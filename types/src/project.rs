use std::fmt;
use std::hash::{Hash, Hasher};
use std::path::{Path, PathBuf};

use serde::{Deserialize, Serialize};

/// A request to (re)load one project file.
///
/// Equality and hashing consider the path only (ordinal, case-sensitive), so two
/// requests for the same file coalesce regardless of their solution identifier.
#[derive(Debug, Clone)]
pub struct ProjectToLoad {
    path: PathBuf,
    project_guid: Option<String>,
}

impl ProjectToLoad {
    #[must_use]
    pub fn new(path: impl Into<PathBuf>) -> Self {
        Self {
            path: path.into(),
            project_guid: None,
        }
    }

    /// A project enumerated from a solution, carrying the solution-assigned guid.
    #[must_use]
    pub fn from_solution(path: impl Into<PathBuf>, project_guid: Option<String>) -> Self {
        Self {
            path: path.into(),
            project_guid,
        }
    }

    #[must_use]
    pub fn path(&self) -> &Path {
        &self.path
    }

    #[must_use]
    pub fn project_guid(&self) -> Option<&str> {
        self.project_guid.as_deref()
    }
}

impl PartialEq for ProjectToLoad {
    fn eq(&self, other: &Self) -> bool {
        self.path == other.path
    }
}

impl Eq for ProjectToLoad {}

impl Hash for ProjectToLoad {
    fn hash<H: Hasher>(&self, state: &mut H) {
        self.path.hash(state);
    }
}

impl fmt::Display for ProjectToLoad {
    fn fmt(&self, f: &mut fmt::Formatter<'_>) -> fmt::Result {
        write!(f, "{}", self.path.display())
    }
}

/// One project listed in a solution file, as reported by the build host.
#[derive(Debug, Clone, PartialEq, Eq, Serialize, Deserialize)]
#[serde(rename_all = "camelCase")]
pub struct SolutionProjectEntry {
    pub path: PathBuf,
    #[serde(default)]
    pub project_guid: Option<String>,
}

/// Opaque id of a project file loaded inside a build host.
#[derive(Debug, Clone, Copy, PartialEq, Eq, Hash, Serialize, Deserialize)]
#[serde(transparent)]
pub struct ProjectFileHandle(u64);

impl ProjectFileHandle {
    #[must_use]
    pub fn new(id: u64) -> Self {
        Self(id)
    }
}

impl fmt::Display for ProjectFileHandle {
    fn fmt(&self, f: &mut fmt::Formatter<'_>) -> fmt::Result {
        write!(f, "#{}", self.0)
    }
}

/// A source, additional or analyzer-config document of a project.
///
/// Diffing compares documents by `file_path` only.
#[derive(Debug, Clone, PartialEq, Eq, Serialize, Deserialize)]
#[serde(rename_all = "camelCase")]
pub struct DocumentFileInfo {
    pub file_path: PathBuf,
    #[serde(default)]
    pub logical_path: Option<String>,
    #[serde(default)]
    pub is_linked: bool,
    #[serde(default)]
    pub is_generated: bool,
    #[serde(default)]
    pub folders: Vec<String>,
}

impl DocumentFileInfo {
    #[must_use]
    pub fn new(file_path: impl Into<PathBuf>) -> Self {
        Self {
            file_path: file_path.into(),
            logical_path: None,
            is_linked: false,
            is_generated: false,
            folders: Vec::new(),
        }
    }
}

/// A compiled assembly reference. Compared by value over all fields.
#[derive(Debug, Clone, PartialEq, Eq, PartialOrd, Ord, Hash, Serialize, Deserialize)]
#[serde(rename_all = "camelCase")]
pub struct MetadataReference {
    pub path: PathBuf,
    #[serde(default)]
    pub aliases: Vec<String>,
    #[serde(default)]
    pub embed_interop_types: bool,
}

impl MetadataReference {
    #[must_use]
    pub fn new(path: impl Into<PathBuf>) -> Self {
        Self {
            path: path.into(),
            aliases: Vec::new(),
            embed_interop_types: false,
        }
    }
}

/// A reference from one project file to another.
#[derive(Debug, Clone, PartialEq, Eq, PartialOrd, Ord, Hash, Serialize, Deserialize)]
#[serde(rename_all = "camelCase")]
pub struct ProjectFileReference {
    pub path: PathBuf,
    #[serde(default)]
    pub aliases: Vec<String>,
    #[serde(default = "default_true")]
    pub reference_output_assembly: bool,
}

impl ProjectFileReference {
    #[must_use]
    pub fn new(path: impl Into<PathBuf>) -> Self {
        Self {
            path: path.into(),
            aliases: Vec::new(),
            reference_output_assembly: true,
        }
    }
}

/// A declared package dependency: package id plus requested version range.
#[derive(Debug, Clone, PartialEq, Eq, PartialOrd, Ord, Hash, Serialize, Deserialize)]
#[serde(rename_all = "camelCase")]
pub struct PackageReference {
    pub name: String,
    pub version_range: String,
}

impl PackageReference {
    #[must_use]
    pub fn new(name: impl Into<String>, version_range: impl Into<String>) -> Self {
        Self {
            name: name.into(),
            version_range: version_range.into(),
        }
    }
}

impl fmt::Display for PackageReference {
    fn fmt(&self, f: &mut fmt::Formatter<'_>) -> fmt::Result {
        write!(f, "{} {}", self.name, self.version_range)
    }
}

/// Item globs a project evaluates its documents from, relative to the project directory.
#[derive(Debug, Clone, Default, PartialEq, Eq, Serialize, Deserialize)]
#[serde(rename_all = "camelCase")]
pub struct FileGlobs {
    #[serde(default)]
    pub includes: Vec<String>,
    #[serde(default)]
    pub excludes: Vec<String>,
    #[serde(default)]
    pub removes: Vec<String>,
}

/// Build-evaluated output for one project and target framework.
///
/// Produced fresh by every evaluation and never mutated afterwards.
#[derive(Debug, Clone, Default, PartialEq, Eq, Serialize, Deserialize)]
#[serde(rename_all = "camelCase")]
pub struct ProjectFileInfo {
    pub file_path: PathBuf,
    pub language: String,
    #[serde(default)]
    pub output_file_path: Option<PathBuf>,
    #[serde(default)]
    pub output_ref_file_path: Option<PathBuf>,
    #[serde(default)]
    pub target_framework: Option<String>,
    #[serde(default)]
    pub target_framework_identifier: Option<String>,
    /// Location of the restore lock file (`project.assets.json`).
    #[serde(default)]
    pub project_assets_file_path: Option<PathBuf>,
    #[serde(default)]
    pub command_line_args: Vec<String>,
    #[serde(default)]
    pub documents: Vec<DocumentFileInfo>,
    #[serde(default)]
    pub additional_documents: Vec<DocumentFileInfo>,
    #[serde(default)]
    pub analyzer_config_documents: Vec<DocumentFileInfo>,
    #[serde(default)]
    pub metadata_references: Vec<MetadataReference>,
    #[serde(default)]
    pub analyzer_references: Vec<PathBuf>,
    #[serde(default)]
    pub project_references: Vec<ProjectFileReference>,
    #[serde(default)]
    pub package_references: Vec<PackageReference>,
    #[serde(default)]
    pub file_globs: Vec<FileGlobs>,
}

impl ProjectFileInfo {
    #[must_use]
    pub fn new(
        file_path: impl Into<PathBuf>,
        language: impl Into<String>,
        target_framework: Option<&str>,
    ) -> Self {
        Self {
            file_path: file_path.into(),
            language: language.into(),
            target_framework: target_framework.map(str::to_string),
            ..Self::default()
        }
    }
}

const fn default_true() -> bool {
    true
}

- _EXERCISE_: An exact copy of every entry above is the expected answer.

- _RESPONSE TO THIS TASK_:
filename types/src/project.rs
use std::fmt;
use std::hash::{Hash, Hasher};
use std::path::{Path, PathBuf};

use serde::{Deserialize, Serialize};

/// A request to (re)load one project file.
///
/// Equality and hashing consider the path only (ordinal, case-sensitive), so two
/// requests for the same file coalesce regardless of their solution identifier.
#[derive(Debug, Clone)]
pub struct ProjectToLoad {
    path: PathBuf,
    project_guid: Option<String>,
}

impl ProjectToLoad {
    #[must_use]
    pub fn new(path: impl Into<PathBuf>) -> Self {
        Self {
            path: path.into(),
            project_guid: None,
        }
    }

    /// A project enumerated from a solution, carrying the solution-assigned guid.
    #[must_use]
    pub fn from_solution(path: impl Into<PathBuf>, project_guid: Option<String>) -> Self {
        Self {
            path: path.into(),
            project_guid,
        }
    }

    #[must_use]
    pub fn path(&self) -> &Path {
        &self.path
    }

    #[must_use]
    pub fn project_guid(&self) -> Option<&str> {
        self.project_guid.as_deref()
    }
}

impl PartialEq for ProjectToLoad {
    fn eq(&self, other: &Self) -> bool {
        self.path == other.path
    }
}

impl Eq for ProjectToLoad {}

impl Hash for ProjectToLoad {
    fn hash<H: Hasher>(&self, state: &mut H) {
        self.path.hash(state);
    }
}

impl fmt::Display for ProjectToLoad {
    fn fmt(&self, f: &mut fmt::Formatter<'_>) -> fmt::Result {
        write!(f, "{}", self.path.display())
    }
}

/// One project listed in a solution file, as reported by the build host.
#[derive(Debug, Clone, PartialEq, Eq, Serialize, Deserialize)]
#[serde(rename_all = "camelCase")]
pub struct SolutionProjectEntry {
    pub path: PathBuf,
    #[serde(default)]
    pub project_guid: Option<String>,
}

/// Opaque id of a project file loaded inside a build host.
#[derive(Debug, Clone, Copy, PartialEq, Eq, Hash, Serialize, Deserialize)]
#[serde(transparent)]
pub struct ProjectFileHandle(u64);

impl ProjectFileHandle {
    #[must_use]
    pub fn new(id: u64) -> Self {
        Self(id)
    }
}

impl fmt::Display for ProjectFileHandle {
    fn fmt(&self, f: &mut fmt::Formatter<'_>) -> fmt::Result {
        write!(f, "#{}", self.0)
    }
}

/// A source, additional or analyzer-config document of a project.
///
/// Diffing compares documents by `file_path` only.
#[derive(Debug, Clone, PartialEq, Eq, Serialize, Deserialize)]
#[serde(rename_all = "camelCase")]
pub struct DocumentFileInfo {
    pub file_path: PathBuf,
    #[serde(default)]
    pub logical_path: Option<String>,
    #[serde(default)]
    pub is_linked: bool,
    #[serde(default)]
    pub is_generated: bool,
    #[serde(default)]
    pub folders: Vec<String>,
}

impl DocumentFileInfo {
    #[must_use]
    pub fn new(file_path: impl Into<PathBuf>) -> Self {
        Self {
            file_path: file_path.into(),
            logical_path: None,
            is_linked: false,
            is_generated: false,
            folders: Vec::new(),
        }
    }
}

/// A compiled assembly reference. Compared by value over all fields.
#[derive(Debug, Clone, PartialEq, Eq, PartialOrd, Ord, Hash, Serialize, Deserialize)]
#[serde(rename_all = "camelCase")]
pub struct MetadataReference {
    pub path: PathBuf,
    #[serde(default)]
    pub aliases: Vec<String>,
    #[serde(default)]
    pub embed_interop_types: bool,
}

impl MetadataReference {
    #[must_use]
    pub fn new(path: impl Into<PathBuf>) -> Self {
        Self {
            path: path.into(),
            aliases: Vec::new(),
            embed_interop_types: false,
        }
    }
}

/// A reference from one project file to another.
#[derive(Debug, Clone, PartialEq, Eq, PartialOrd, Ord, Hash, Serialize, Deserialize)]
#[serde(rename_all = "camelCase")]
pub struct ProjectFileReference {
    pub path: PathBuf,
    #[serde(default)]
    pub aliases: Vec<String>,
    #[serde(default = "default_true")]
    pub reference_output_assembly: bool,
}

impl ProjectFileReference {
    #[must_use]
    pub fn new(path: impl Into<PathBuf>) -> Self {
        Self {
            path: path.into(),
            aliases: Vec::new(),
            reference_output_assembly: true,
        }
    }
}

/// A declared package dependency: package id plus requested version range.
#[derive(Debug, Clone, PartialEq, Eq, PartialOrd, Ord, Hash, Serialize, Deserialize)]
#[serde(rename_all = "camelCase")]
pub struct PackageReference {
    pub name: String,
    pub version_range: String,
}

impl PackageReference {
    #[must_use]
    pub fn new(name: impl Into<String>, version_range: impl Into<String>) -> Self {
        Self {
            name: name.into(),
            version_range: version_range.into(),
        }
    }
}

impl fmt::Display for PackageReference {
    fn fmt(&self, f: &mut fmt::Formatter<'_>) -> fmt::Result {
        write!(f, "{} {}", self.name, self.version_range)
    }
}

/// Item globs a project evaluates its documents from, relative to the project directory.
#[derive(Debug, Clone, Default, PartialEq, Eq, Serialize, Deserialize)]
#[serde(rename_all = "camelCase")]
pub struct FileGlobs {
    #[serde(default)]
    pub includes: Vec<String>,
    #[serde(default)]
    pub excludes: Vec<String>,
    #[serde(default)]
    pub removes: Vec<String>,
}

/// Build-evaluated output for one project and target framework.
///
/// Produced fresh by every evaluation and never mutated afterwards.
#[derive(Debug, Clone, Default, PartialEq, Eq, Serialize, Deserialize)]
#[serde(rename_all = "camelCase")]
pub struct ProjectFileInfo {
    pub file_path: PathBuf,
    pub language: String,
    #[serde(default)]
    pub output_file_path: Option<PathBuf>,
    #[serde(default)]
    pub output_ref_file_path: Option<PathBuf>,
    #[serde(default)]
    pub target_framework: Option<String>,
    #[serde(default)]
    pub target_framework_identifier: Option<String>,
    /// Location of the restore lock file (`project.assets.json`).
    #[serde(default)]
    pub project_assets_file_path: Option<PathBuf>,
    #[serde(default)]
    pub command_line_args: Vec<String>,
    #[serde(default)]
    pub documents: Vec<DocumentFileInfo>,
    #[serde(default)]
    pub additional_documents: Vec<DocumentFileInfo>,
    #[serde(default)]
    pub analyzer_config_documents: Vec<DocumentFileInfo>,
    #[serde(default)]
    pub metadata_references: Vec<MetadataReference>,
    #[serde(default)]
    pub analyzer_references: Vec<PathBuf>,
    #[serde(default)]
    pub project_references: Vec<ProjectFileReference>,
    #[serde(default)]
    pub package_references: Vec<PackageReference>,
    #[serde(default)]
    pub file_globs: Vec<FileGlobs>,
}

impl ProjectFileInfo {
    #[must_use]
    pub fn new(
        file_path: impl Into<PathBuf>,
        language: impl Into<String>,
        target_framework: Option<&str>,
    ) -> Self {
        Self {
            file_path: file_path.into(),
            language: language.into(),
            target_framework: target_framework.map(str::to_string),
            ..Self::default()
        }
    }
}

const fn default_true() -> bool {
    true
}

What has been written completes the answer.